Пелипенко демонстративно старается не переходить границ академизма, но темы, к которым он неизбежно обращается, общественно взрывоопасны. Осознавая это, он старается быть предельно корректным, хотя — как серьезный и честный исследователь — вынужден рассуждать о том, что крайне болезненно в современном социуме и касается фундаментальных аспектов его устройства. Рассуждая о завершении пятитысячелетней культуры логоцентризма, констатируя, что «белая раса», уходит с арены истории, размышляя о результате мутаций, которые претерпевала часть человечества и не претерпевала другая, говоря о развитии человеческого мозга, которое, выталкивая логоцентризм, готовит почву для еще большего удаления человека от его естества, — Пелипенко не делает никаких социально-политических выводов. Для него такой подход к человеческой истории связан прежде всего с критикой философского «абстрактного человека». Современная генетика, которую сегодня уже мало кто назовет лженаукой, говорит о генетических изменениях в человеческой природе, происходивших в доступном для изучения прошлом.
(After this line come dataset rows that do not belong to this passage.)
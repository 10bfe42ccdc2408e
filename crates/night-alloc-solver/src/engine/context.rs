// Copyright (c) 2025 Felix Kahle.
//
// Permission is hereby granted, free of charge, to any person obtaining
// a copy of this software and associated documentation files (the
// "Software"), to deal in the Software without restriction, including
// without limitation the rights to use, copy, modify, merge, publish,
// distribute, sublicense, and/or sell copies of the Software, and to
// permit persons to whom the Software is furnished to do so, subject to
// the following conditions:
//
// The above copyright notice and this permission notice shall be
// included in all copies or substantial portions of the Software.
//
// THE SOFTWARE IS PROVIDED "AS IS", WITHOUT WARRANTY OF ANY KIND,
// EXPRESS OR IMPLIED, INCLUDING BUT NOT LIMITED TO THE WARRANTIES OF
// MERCHANTABILITY, FITNESS FOR A PARTICULAR PURPOSE AND
// NONINFRINGEMENT. IN NO EVENT SHALL THE AUTHORS OR COPYRIGHT HOLDERS BE
// LIABLE FOR ANY CLAIM, DAMAGES OR OTHER LIABILITY, WHETHER IN AN ACTION
// OF CONTRACT, TORT OR OTHERWISE, ARISING FROM, OUT OF OR IN CONNECTION
// WITH THE SOFTWARE OR THE USE OR OTHER DEALINGS IN THE SOFTWARE.

use night_alloc_model::problem::night::NightDate;
use night_alloc_model::problem::prob::Problem;
use night_alloc_model::problem::req::RequesterIdentifier;
use night_alloc_model::solution::sol::Solution;
use std::collections::{BTreeMap, HashMap};

/// Run-scoped mutable state of one optimization run: the growing
/// schedule and the live per-requester assigned counts. Owned by exactly
/// one run; nothing in here survives it.
#[derive(Debug, Clone)]
pub struct RunContext<'p> {
    problem: &'p Problem,
    assignments_by_night: BTreeMap<NightDate, Vec<RequesterIdentifier>>,
    assigned_counts: HashMap<RequesterIdentifier, usize>,
}

impl<'p> RunContext<'p> {
    pub fn new(problem: &'p Problem) -> Self {
        Self {
            problem,
            assignments_by_night: BTreeMap::new(),
            assigned_counts: HashMap::with_capacity(problem.requesters().len()),
        }
    }

    #[inline]
    pub fn problem(&self) -> &'p Problem {
        self.problem
    }

    #[inline]
    pub fn assigned_count(&self, id: &RequesterIdentifier) -> usize {
        self.assigned_counts.get(id).copied().unwrap_or(0)
    }

    #[inline]
    pub fn fill(&self, night: NightDate) -> usize {
        self.assignments_by_night
            .get(&night)
            .map(Vec::len)
            .unwrap_or(0)
    }

    #[inline]
    pub fn is_full(&self, night: NightDate) -> bool {
        self.fill(night) >= self.problem.slots_per_night() as usize
    }

    #[inline]
    pub fn contains(&self, night: NightDate, id: &RequesterIdentifier) -> bool {
        self.assignments_by_night
            .get(&night)
            .map(|ids| ids.contains(id))
            .unwrap_or(false)
    }

    /// Records one assignment unless the night is already at headcount or
    /// the requester is already on it. Returns whether anything changed.
    pub fn try_assign(&mut self, night: NightDate, id: &RequesterIdentifier) -> bool {
        if self.is_full(night) || self.contains(night, id) {
            return false;
        }
        self.assignments_by_night
            .entry(night)
            .or_default()
            .push(id.clone());
        *self.assigned_counts.entry(id.clone()).or_insert(0) += 1;
        true
    }

    pub fn into_solution(self) -> Solution {
        Solution::from_schedule(self.assignments_by_night)
    }
}

#[cfg(test)]
mod tests {
    use super::*;
    use night_alloc_model::problem::builder::{ProblemBuilder, RequesterRow};
    use chrono::NaiveDate;

    #[inline]
    fn rid(s: &str) -> RequesterIdentifier {
        RequesterIdentifier::new(s.to_string())
    }

    #[inline]
    fn nd(y: i32, m: u32, d: u32) -> NightDate {
        NightDate::new(NaiveDate::from_ymd_opt(y, m, d).unwrap())
    }

    fn problem() -> Problem {
        ProblemBuilder::new()
            .with_slots_per_night(2)
            .with_rows([
                RequesterRow::new("a", "A", 2)
                    .with_requested_dates(["2025-03-01", "2025-03-02"]),
                RequesterRow::new("b", "B", 1).with_requested_dates(["2025-03-01"]),
            ])
            .build()
            .unwrap()
    }

    #[test]
    fn test_assign_updates_fill_and_counts() {
        let p = problem();
        let mut ctx = RunContext::new(&p);
        assert!(ctx.try_assign(nd(2025, 3, 1), &rid("a")));
        assert_eq!(ctx.fill(nd(2025, 3, 1)), 1);
        assert_eq!(ctx.assigned_count(&rid("a")), 1);
        assert_eq!(ctx.assigned_count(&rid("b")), 0);
    }

    #[test]
    fn test_double_booking_is_refused() {
        let p = problem();
        let mut ctx = RunContext::new(&p);
        assert!(ctx.try_assign(nd(2025, 3, 1), &rid("a")));
        assert!(!ctx.try_assign(nd(2025, 3, 1), &rid("a")));
        assert_eq!(ctx.assigned_count(&rid("a")), 1);
    }

    #[test]
    fn test_full_night_is_refused() {
        let p = problem();
        let mut ctx = RunContext::new(&p);
        assert!(ctx.try_assign(nd(2025, 3, 1), &rid("a")));
        assert!(ctx.try_assign(nd(2025, 3, 1), &rid("b")));
        assert!(ctx.is_full(nd(2025, 3, 1)));
        assert!(!ctx.try_assign(nd(2025, 3, 1), &rid("c")));
    }

    #[test]
    fn test_into_solution_carries_order() {
        let p = problem();
        let mut ctx = RunContext::new(&p);
        ctx.try_assign(nd(2025, 3, 1), &rid("b"));
        ctx.try_assign(nd(2025, 3, 1), &rid("a"));
        let s = ctx.into_solution();
        assert_eq!(s.assignments_for(nd(2025, 3, 1)), &[rid("b"), rid("a")]);
    }
}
Не хочу выглядеть самонадеянным простаком (особенно на фоне феноменального по разнообразию и познавательному уровню списка литературы, используемой автором) , но все же позволю себе простую, почти анекдотическую мысль: со всем этим нам придется жить. Продолжать свой род, изыскивать новые ресурсы для продолжения жизнедеятельности, учиться договариваться при генетическом несходстве людей и культур. Разумеется, я вовсе не отрицаю возможности существования — и даже эволюции! — Земли после того, как человечество завершит свою космическую миссию. Но пока мы живы, надо учиться жить в период невиданных трансформаций. С теми, кто обитает рядом. И не забывать мысль Гегеля о том , что «Дух сам лечит свои раны». Смею думать, Пелипенко не случайно выбрал ее эпиграфом, по существу, ко всей своей работе.

P.S. Заметка, казалось бы, не для массовой газеты. Но важно познакомить читателей с элитарной работой, вселяющей веру в то, что в нашем Отечестве еще не утрачена дерзновенность замыслов и величие воплощений.

Швыдкой М.Е.  Фаустовский дух в эпоху кризиса
// Российская газета — Федеральный выпуск.
10 января 2013. № 1 (5977). С. 9-10.